[SUPPLIED MATERIAL Boundary: Start]

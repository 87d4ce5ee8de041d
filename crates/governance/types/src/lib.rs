//! # governance-types
//!
//! Domain model shared by every governance crate:
//!
//! - [`GovernanceIdentity`]: the per-agent governance tag that gates interactions
//! - [`AgentContract`] / [`InteroperabilityProtocol`]: declared contract metadata
//! - [`Scorecard`]: point-in-time signed trust snapshot
//! - [`TrustLineageRecord`]: signed delegation edge between two agents
//! - [`InteractionRecord`]: append-only interaction history entry
//! - [`schema`]: versioned JSON schemas enforced before anything is persisted
//!
//! Nothing in this crate performs I/O or cryptography.

#![deny(unsafe_code)]
#![warn(rust_2018_idioms)]

pub mod agent;
pub mod contract;
pub mod error;
pub mod identity;
pub mod interaction;
pub mod lineage;
pub mod metrics;
pub mod policy;
pub mod schema;
pub mod scorecard;

pub use agent::{AgentDescriptor, AgentId, AgentOrigin, DeclaredCapabilities};
pub use contract::{
    AgentContract, DecayStrategy, InteroperabilityProtocol, TrustDecayPolicy,
    TrustVerificationMethod, PROTOCOL_VERSION,
};
pub use error::{SchemaError, SchemaResult};
pub use identity::{
    ComplianceLevel, ConfidenceModifiers, FallbackStrategy, GovernanceFramework,
    GovernanceIdentity, GovernanceProof, MemoryIntegrity, MemoryIntegrityKind, TrustRequirements,
};
pub use interaction::{InteractionKind, InteractionRecord, TimeWindow};
pub use lineage::{
    LineageParty, TrustContext, TrustLineageRecord, TrustMetrics, LINEAGE_SCHEMA_VERSION,
};
pub use metrics::{
    BeliefTraceMetrics, PrismMetrics, ReflectionMetrics, ViolationEntry, ViolationSeverity,
    VigilMetrics,
};
pub use policy::{
    CompatibilityResult, ConfidenceAdjustment, InteractionPolicy, PolicyAction, Restriction,
    UnmetRequirement,
};
pub use scorecard::{
    BeliefTraceIntegrity, CryptographicProof, ReflectionCompliance, Scorecard, ViolationHistory,
    WarningLevel, WarningState, DEFAULT_SIGNATURE_ALGORITHM, SCORECARD_SCHEMA_VERSION,
};
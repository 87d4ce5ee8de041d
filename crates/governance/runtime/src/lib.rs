//! # governance-runtime
//!
//! Composition root of the governance subsystem. [`GovernanceConfig`]
//! layers defaults, an optional file and `GOVERNANCE_*` environment
//! variables; [`GovernanceRuntime`] builds every component from it so that
//! they share a single verifier, storage backend and identity service.
//!
//! ```no_run
//! # async fn run() -> Result<(), Box<dyn std::error::Error>> {
//! use governance_runtime::{init_tracing, GovernanceConfig, GovernanceRuntime};
//!
//! let config = GovernanceConfig::load(Some(std::path::Path::new("governance.toml")))?;
//! init_tracing(&config.logging)?;
//! let runtime = GovernanceRuntime::from_config(config).await?;
//! # let _ = runtime;
//! # Ok(())
//! # }
//! ```

#![deny(unsafe_code)]
#![warn(rust_2018_idioms)]

mod config;
mod error;
mod runtime;
pub mod telemetry;

pub use config::{GovernanceConfig, LoggingConfig};
pub use error::{ConfigError, ConfigResult, RuntimeError, RuntimeResult};
pub use runtime::{GovernanceRuntime, RuntimeBuilder};
pub use telemetry::init_tracing;
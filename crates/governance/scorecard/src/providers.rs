//! Metric provider ports.
//!
//! Reflection and belief-trace metrics come from PRISM, trust decay and
//! violations from VIGIL. Both are opaque data sources; the static
//! providers here serve tests and deployments that push metrics in.

use crate::error::ScorecardResult;
use async_trait::async_trait;
use governance_types::{AgentId, PrismMetrics, VigilMetrics};
use std::collections::HashMap;
use std::sync::RwLock;

/// Source of reflection and belief-trace metrics.
#[async_trait]
pub trait PrismProvider: Send + Sync {
    async fn agent_metrics(&self, agent_id: &AgentId) -> ScorecardResult<Option<PrismMetrics>>;
}

/// Source of trust-decay and violation metrics.
#[async_trait]
pub trait VigilProvider: Send + Sync {
    async fn agent_metrics(&self, agent_id: &AgentId) -> ScorecardResult<Option<VigilMetrics>>;
}

/// Provider that serves whatever metrics were last pushed for an agent.
pub struct StaticMetrics<M> {
    metrics: RwLock<HashMap<AgentId, M>>,
}

pub type StaticPrismProvider = StaticMetrics<PrismMetrics>;
pub type StaticVigilProvider = StaticMetrics<VigilMetrics>;

impl<M: Clone> StaticMetrics<M> {
    pub fn new() -> Self {
        Self {
            metrics: RwLock::new(HashMap::new()),
        }
    }

    /// Replace the metrics served for `agent_id`.
    pub fn set(&self, agent_id: AgentId, metrics: M) {
        // A poisoned map still holds complete entries
        let mut guard = match self.metrics.write() {
            Ok(guard) => guard,
            Err(poisoned) => poisoned.into_inner(),
        };
        guard.insert(agent_id, metrics);
    }

    fn get(&self, agent_id: &AgentId) -> Option<M> {
        let guard = match self.metrics.read() {
            Ok(guard) => guard,
            Err(poisoned) => poisoned.into_inner(),
        };
        guard.get(agent_id).cloned()
    }
}

impl<M: Clone> Default for StaticMetrics<M> {
    fn default() -> Self {
        Self::new()
    }
}

#[async_trait]
impl PrismProvider for StaticMetrics<PrismMetrics> {
    async fn agent_metrics(&self, agent_id: &AgentId) -> ScorecardResult<Option<PrismMetrics>> {
        Ok(self.get(agent_id))
    }
}

#[async_trait]
impl VigilProvider for StaticMetrics<VigilMetrics> {
    async fn agent_metrics(&self, agent_id: &AgentId) -> ScorecardResult<Option<VigilMetrics>> {
        Ok(self.get(agent_id))
    }
}

#[cfg(test)]
mod tests {
    use super::*;
    use governance_types::ReflectionMetrics;

    #[tokio::test]
    async fn serves_pushed_metrics() {
        let prism = StaticPrismProvider::new();
        let agent = AgentId::new("alpha");
        assert!(PrismProvider::agent_metrics(&prism, &agent)
            .await
            .unwrap()
            .is_none());

        prism.set(
            agent.clone(),
            PrismMetrics {
                reflection: ReflectionMetrics {
                    total: 4,
                    compliant: 3,
                },
                ..Default::default()
            },
        );
        let metrics = PrismProvider::agent_metrics(&prism, &agent)
            .await
            .unwrap()
            .unwrap();
        assert_eq!(metrics.reflection.compliant, 3);
    }
}
//! Governance event bus.
//!
//! Events are broadcast to any number of subscribers; publishing with no
//! subscribers is not an error.

use chrono::{DateTime, Utc};
use governance_types::{AgentId, GovernanceFramework, PolicyAction};
use serde::{Deserialize, Serialize};
use std::collections::HashMap;
use std::sync::RwLock;
use tokio::sync::broadcast;

#[derive(Clone, Debug, PartialEq, Serialize, Deserialize)]
#[serde(tag = "event", rename_all = "snake_case")]
pub enum GovernanceEvent {
    AgentTagged {
        agent_id: AgentId,
        framework: GovernanceFramework,
        at: DateTime<Utc>,
    },
    GovernanceVerified {
        verification_id: String,
        source_agent_id: AgentId,
        target_agent_id: AgentId,
        compatible: bool,
        action: PolicyAction,
        at: DateTime<Utc>,
    },
    MemoryAttested {
        agent_id: AgentId,
        at: DateTime<Utc>,
    },
    InteractionRejected {
        source_agent_id: AgentId,
        target_agent_id: AgentId,
        reason: String,
        at: DateTime<Utc>,
    },
}

impl GovernanceEvent {
    pub fn kind(&self) -> &'static str {
        match self {
            Self::AgentTagged { .. } => "agent_tagged",
            Self::GovernanceVerified { .. } => "governance_verified",
            Self::MemoryAttested { .. } => "memory_attested",
            Self::InteractionRejected { .. } => "interaction_rejected",
        }
    }
}

pub struct GovernanceEventBus {
    sender: broadcast::Sender<GovernanceEvent>,
    counts: RwLock<HashMap<&'static str, u64>>,
}

impl GovernanceEventBus {
    pub fn new(capacity: usize) -> Self {
        let (sender, _) = broadcast::channel(capacity.max(1));
        Self {
            sender,
            counts: RwLock::new(HashMap::new()),
        }
    }

    pub fn publish(&self, event: GovernanceEvent) {
        if let Ok(mut counts) = self.counts.write() {
            *counts.entry(event.kind()).or_insert(0) += 1;
        }
        // No receivers is fine
        let _ = self.sender.send(event);
    }

    pub fn subscribe(&self) -> broadcast::Receiver<GovernanceEvent> {
        self.sender.subscribe()
    }

    /// Number of events of `kind` published so far.
    pub fn count(&self, kind: &str) -> u64 {
        self.counts
            .read()
            .map(|counts| counts.get(kind).copied().unwrap_or(0))
            .unwrap_or(0)
    }

    pub fn subscriber_count(&self) -> usize {
        self.sender.receiver_count()
    }
}
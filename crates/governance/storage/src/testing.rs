//! Record fixtures shared by the backend tests.

use chrono::{DateTime, Duration, Utc};
use governance_types::*;

pub(crate) fn scorecard(agent: &str, id: &str, at: DateTime<Utc>) -> Scorecard {
    Scorecard {
        schema_version: SCORECARD_SCHEMA_VERSION.into(),
        agent_id: AgentId::new(agent),
        scorecard_id: id.into(),
        timestamp: at,
        governance_identity: GovernanceIdentity {
            agent_id: AgentId::new(agent),
            governance_framework: GovernanceFramework::Promethios,
            constitution_hash: "c0ffee".into(),
            compliance_level: ComplianceLevel::Standard,
            memory_integrity: MemoryIntegrity::none(),
            trust_requirements: TrustRequirements::permissive(),
            confidence_modifiers: ConfidenceModifiers::default(),
            fallback_strategy: FallbackStrategy::LogAndProceed,
            governance_proof: GovernanceProof {
                signed_by: "test".into(),
                signature: "00".into(),
                timestamp: at,
                valid_until: at + Duration::days(30),
            },
        },
        trust_score: Some(0.8),
        reflection_compliance: ReflectionCompliance::default(),
        belief_trace_integrity: BeliefTraceIntegrity::default(),
        violation_history: ViolationHistory::default(),
        warning_state: WarningState::none(),
        cryptographic_proof: CryptographicProof::unsigned(),
    }
}

pub(crate) fn lineage(id: &str, source: &str, target: &str, at: DateTime<Utc>) -> TrustLineageRecord {
    let party = |id: &str| LineageParty {
        id: AgentId::new(id),
        governance_framework: GovernanceFramework::Promethios,
        trust_score: Some(0.8),
        scorecard_id: None,
    };
    TrustLineageRecord {
        schema_version: LINEAGE_SCHEMA_VERSION.into(),
        lineage_id: id.into(),
        source_agent: party(source),
        target_agent: party(target),
        timestamp: at,
        trust_context: TrustContext::default(),
        trust_metrics: TrustMetrics {
            delegation_score: 0.8,
        },
        cryptographic_proof: CryptographicProof::unsigned(),
    }
}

[SUPPLIED MATERIAL Boundary: End]

» **YOUR TASK**
Quote the records above exactly, from the first line through the line containing "signed trust snapshot", and nothing more.

» **REPLY TO THE TASK**
repository 87d4ce5ee8de041d
filename crates/governance/types/src/lib.rs
//! # governance-types
//!
//! Domain model shared by every governance crate:
//!
//! - [`GovernanceIdentity`]: the per-agent governance tag that gates interactions
//! - [`AgentContract`] / [`InteroperabilityProtocol`]: declared contract metadata
//! - [`Scorecard`]: point-in-time signed trust snapshot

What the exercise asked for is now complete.